use crate::app_config::{Aggregation, AppConfig};
use crate::ConfigError;

/// Load configuration from environment variables.
///
/// Calls `dotenvy::dotenv().ok()` to load `.env` files before reading env vars.
///
/// # Errors
///
/// Returns `ConfigError` if a value is present but invalid.
pub fn load_app_config() -> Result<AppConfig, ConfigError> {
    dotenvy::dotenv().ok();
    load_app_config_from_env()
}

/// Load configuration from environment variables already in the process.
///
/// Unlike [`load_app_config`], this does NOT load `.env` files.
///
/// # Errors
///
/// Returns `ConfigError` if a value is present but invalid.
pub fn load_app_config_from_env() -> Result<AppConfig, ConfigError> {
    build_app_config(|key| std::env::var(key))
}

/// Build configuration using the provided env-var lookup function.
///
/// Decoupled from the real environment so tests can drive it with a `HashMap`.
fn build_app_config<F>(lookup: F) -> Result<AppConfig, ConfigError>
where
    F: Fn(&str) -> Result<String, std::env::VarError>,
{
    use std::path::PathBuf;

    let or_default = |var: &str, default: &str| -> String {
        lookup(var).unwrap_or_else(|_| default.to_string())
    };

    // Blank paths mean "use the bundled resource".
    let optional_path = |var: &str| -> Option<PathBuf> {
        lookup(var)
            .ok()
            .map(|raw| raw.trim().to_string())
            .filter(|raw| !raw.is_empty())
            .map(PathBuf::from)
    };

    let log_level = or_default("SENTISCORE_LOG_LEVEL", "warn");
    let lexicon_path = optional_path("SENTISCORE_LEXICON_PATH");
    let stopwords_path = optional_path("SENTISCORE_STOPWORDS_PATH");
    let aggregation = parse_aggregation(&or_default("SENTISCORE_AGGREGATION", "mean"))?;

    Ok(AppConfig {
        log_level,
        lexicon_path,
        stopwords_path,
        aggregation,
    })
}

/// Parse a string into an [`Aggregation`] variant (case-insensitive).
///
/// # Errors
///
/// Returns `ConfigError::InvalidEnvVar` for anything other than `mean` or `sum`.
fn parse_aggregation(s: &str) -> Result<Aggregation, ConfigError> {
    match s.trim().to_ascii_lowercase().as_str() {
        "mean" => Ok(Aggregation::Mean),
        "sum" => Ok(Aggregation::Sum),
        other => Err(ConfigError::InvalidEnvVar {
            var: "SENTISCORE_AGGREGATION".to_string(),
            reason: format!("expected 'mean' or 'sum', got '{other}'"),
        }),
    }
}

#[cfg(test)]
#[path = "config_test.rs"]
mod tests;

──────

● **What you are asked to do**: In the records above, find each line with the string "mean" and list it.

● **Answer box**:
    // Blank paths mean "use the bundled resource".
    let aggregation = parse_aggregation(&or_default("SENTISCORE_AGGREGATION", "mean"))?;
/// Returns `ConfigError::InvalidEnvVar` for anything other than `mean` or `sum`.
        "mean" => Ok(Aggregation::Mean),
            reason: format!("expected 'mean' or 'sum', got '{other}'"),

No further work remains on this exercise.